During the first nine months of the current fiscal year, total net savings amounted to Rs 72.5 billion as against the actual net receipts of Rs 99.9 billion in the same period last year. Defence Saving Certificates have so far given the best performance (Rs 31.3 billion) followed by Regular Income Certificates (Rs 24.1 billion) and Special Savings Certificates (Rs 16.3 billion). These three savings schemes mobilized the net proceeds of Rs 71.7 billion which constituted 98.9 percent of the total net receipts mobilized. Savings can be mobilized through banking as well as non-banking sources. To mobilize savings through non-banking sources, primarily through the National Savings Schemes, the Governments in the past have been offering much higher return on various NSS instruments as against the deposits in commercial banks of comparable maturities. Such distortion in return structure in the financial system has been causing financial disintermediation, in addition to imposing a substantial burden on the country's fiscal position. It is well-known that to encourage savings what is important is the real return and not the nominal return on savings. If the rate of inflation is higher than the nominal interest rate (negative real return), people may be discouraged to save. During the first nine months of the current fiscal year the nominal deposit rates with

NSS ranged between 6.0 percent (Prize Bond) to 15.0 percent (Defence Saving Certificates) with an average rate of 12.2 percent. But with an inflation rate of 3.4 percent in the first nine months of current year the real deposit rates ranged between 2.6 percent to 11.6 percent with an average of 8.8 percent, which were in fact, the highest real return ever offered in recent past. During 1995-98 the nominal deposit rates ranged between 10.4 percent (Prize Bond) to 17.0 percent (Defence Saving Certificates). But with an average inflation rate of 10.9 percent during the same period, the real deposit rates recorded between -0.5 percent to 6.1 percent with an average rate of only 3.1 percent (see Table 7.6).

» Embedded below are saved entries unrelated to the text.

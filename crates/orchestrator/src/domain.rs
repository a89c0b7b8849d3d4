//! Domain setup: initial particle placement

use sph_kernel::ParticleArrays;

use crate::config::LatticeLayout;

/// Seed particles on a regular lattice.
///
/// Particle `(i, j, k)` sits at `min + (i/nx, j/ny, k/nz) * (max - min)`, at
/// rest, colored by its lattice coordinates `(i/nx, j/ny, k/nz)`. Particles
/// are ordered with `i` outermost and `k` innermost.
pub fn seed_lattice(layout: &LatticeLayout, display_scale: f32) -> ParticleArrays {
    let n = [layout.nx, layout.ny, layout.nz];
    let mut particles = ParticleArrays::with_capacity(layout.count());

    // Place particles on grid
    for i in 0..n[0] {
        for j in 0..n[1] {
            for k in 0..n[2] {
                let t = [
                    i as f32 / n[0] as f32,
                    j as f32 / n[1] as f32,
                    k as f32 / n[2] as f32,
                ];
                let mut position = [0.0; 3];
                for axis in 0..3 {
                    position[axis] =
                        layout.min[axis] + t[axis] * (layout.max[axis] - layout.min[axis]);
                }
                particles.push_particle(position, t, display_scale);
            }
        }
    }

    tracing::info!(
        "Seeded {}x{}x{} lattice: {} particles",
        n[0],
        n[1],
        n[2],
        particles.len()
    );

    particles
}

#[cfg(test)]
mod tests {
    use super::*;

    #[test]
    fn test_dam_break_lattice() {
        let particles = seed_lattice(&LatticeLayout::default(), 0.02);
        assert_eq!(particles.len(), 400);

        // First particle at the minimum corner
        assert_eq!(particles.position(0), [-0.5, -0.5, -0.5]);
        assert_eq!(particles.color[0], [0.0, 0.0, 0.0]);

        // Index (1, 0, 0) comes after all 20 y-rows of column 0
        let p = particles.position(20);
        assert!((p[0] - (-0.45)).abs() < 1.0e-6, "x={}", p[0]);
        assert_eq!(p[1], -0.5);
        assert!((particles.color[20][0] - 0.05).abs() < 1.0e-6);

        // The lattice stays on the half-open box
        for i in 0..particles.len() {
            let p = particles.position(i);
            assert!(p[0] >= -0.5 && p[0] < 0.5);
            assert!(p[1] >= -0.5 && p[1] < 0.5);
            assert_eq!(p[2], -0.5);
        }
    }

    #[test]
    fn test_lattice_starts_at_rest() {
        let layout = LatticeLayout {
            nx: 3,
            ny: 2,
            nz: 2,
            min: [0.0, 0.0, 0.0],
            max: [0.3, 0.2, 0.2],
        };
        let particles = seed_lattice(&layout, 0.05);
        assert_eq!(particles.len(), 12);
        for i in 0..particles.len() {
            assert_eq!(particles.velocity(i), [0.0; 3]);
            assert_eq!(particles.scale[i], 0.05);
        }
        let last = particles.position(11);
        assert!((last[0] - 0.2).abs() < 1.0e-6);
        assert!((last[1] - 0.1).abs() < 1.0e-6);
        assert!((last[2] - 0.1).abs() < 1.0e-6);
    }
}
//! Configuration parsing and validation for SPH simulations

use serde::{Deserialize, Serialize};
use sph_kernel::SimulationParams;
use std::fs;

use crate::error::ConfigError;

/// Main simulation configuration
#[derive(Debug, Clone, Serialize, Deserialize)]
pub struct SimulationConfig {
    /// Human-readable simulation name
    pub name: String,
    /// Initial particle lattice
    pub layout: LatticeLayout,
    /// Kernel parameters; missing fields take their defaults
    #[serde(default)]
    pub params: SimulationParams,
    /// Stop after this many timesteps
    pub max_timesteps: Option<u64>,
    /// Stop after this much simulated time
    pub max_time: Option<f64>,
    /// Publish a snapshot every this many steps
    #[serde(default = "default_snapshot_interval")]
    pub snapshot_interval: u64,
}

/// Regular lattice of `nx * ny * nz` particles filling `[min, max)`.
#[derive(Debug, Clone, PartialEq, Serialize, Deserialize)]
pub struct LatticeLayout {
    /// Particles along X
    pub nx: usize,
    /// Particles along Y
    pub ny: usize,
    /// Particles along Z
    pub nz: usize,
    /// Minimum corner [x, y, z]
    #[serde(default = "default_lattice_min")]
    pub min: [f32; 3],
    /// Maximum corner [x, y, z]
    #[serde(default = "default_lattice_max")]
    pub max: [f32; 3],
}

impl LatticeLayout {
    /// Total number of particles.
    pub fn count(&self) -> usize {
        self.nx * self.ny * self.nz
    }
}

// Default values
fn default_snapshot_interval() -> u64 {
    1
}

fn default_lattice_min() -> [f32; 3] {
    [-0.5; 3]
}

fn default_lattice_max() -> [f32; 3] {
    [0.5; 3]
}

impl Default for LatticeLayout {
    fn default() -> Self {
        Self {
            nx: 20,
            ny: 20,
            nz: 1,
            min: default_lattice_min(),
            max: default_lattice_max(),
        }
    }
}

impl SimulationConfig {
    /// Load configuration from a JSON file
    pub fn load(path: &str) -> Result<Self, ConfigError> {
        let contents = fs::read_to_string(path).map_err(|source| ConfigError::Io {
            path: path.to_string(),
            source,
        })?;

        let config = Self::from_json(&contents)?;
        Ok(config)
    }

    /// Parse and validate configuration from a JSON string
    pub fn from_json(contents: &str) -> Result<Self, ConfigError> {
        let config: SimulationConfig = serde_json::from_str(contents)?;
        config.validate()?;
        Ok(config)
    }

    /// Validate the configuration
    pub fn validate(&self) -> Result<(), ConfigError> {
        let layout = &self.layout;
        if layout.count() == 0 {
            return Err(ConfigError::Invalid(
                "lattice must contain at least one particle".to_string(),
            ));
        }

        for (axis, name) in ["x", "y", "z"].iter().enumerate() {
            if layout.min[axis] >= layout.max[axis] {
                return Err(ConfigError::Invalid(format!(
                    "lattice min.{name} must be less than max.{name}"
                )));
            }
        }

        // The lattice has to start inside the domain walls
        let e = self.params.domain_half_extent;
        if layout.min.iter().chain(&layout.max).any(|c| c.abs() > e) {
            return Err(ConfigError::Invalid(format!(
                "lattice must lie inside the domain [-{e}, {e}]^3"
            )));
        }

        self.params.validate()?;

        // Check max_timesteps
        if let Some(max_timesteps) = self.max_timesteps {
            if max_timesteps == 0 {
                return Err(ConfigError::Invalid(
                    "max_timesteps must be at least 1".to_string(),
                ));
            }
        }

        // Check max_time
        if let Some(max_time) = self.max_time {
            if max_time <= 0.0 || !max_time.is_finite() {
                return Err(ConfigError::Invalid("max_time must be positive".to_string()));
            }
        }

        if self.snapshot_interval == 0 {
            return Err(ConfigError::Invalid(
                "snapshot_interval must be at least 1".to_string(),
            ));
        }

        Ok(())
    }
}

Source: Directorate of National Savings, Finance Division. Note: Average inflation was 10.9% during 1995-98, 5.7% during 1998-99 and 3.4% during JulyMarch 1999-2000.

During 1998-99, a two percentage point cut was applied on the nominal deposit rates across the board on May 14, 1999. With this reduction the nominal return ranged from 11 to 16 percent, with an average of 13.7 percent. With a 5.7 percent inflation rate in 1998-99 the real deposit rates ranged from 5.3 percent to 10.3 percent, with an average rate of 8.0 percent, which were far higher than the real rates offered during 1995-98. With further cut in nominal return in January 2000 the real return on various instruments has further gone up during 1999-2000. The reduction in NSS rates would not only reduce the cost of borrowings of the government in financing fiscal deficit but it has already helped in creating a level playing field for the banking system as well as lowering the lending rates of the commercial banks - so vital for reviving economic activity in the country. Reduction in deposit rates of the NSS is in line with the overall objectives of the government's policy to lower the entire term structure of interest rate. The SBP on its part has reduced the Repo rate from 14 percent in May 1999 to 11 percent in January 2000. The average rate of return on Market Treasury Bills (12 months) has also come

down from 13.0 percent in June 1999 to 7.6 percent in May 2000, through the mechanism of open market operations. The decline in the overall structure of interest rates is likely to revive economic activity and restore macro-economic stability in the short-to-medium term.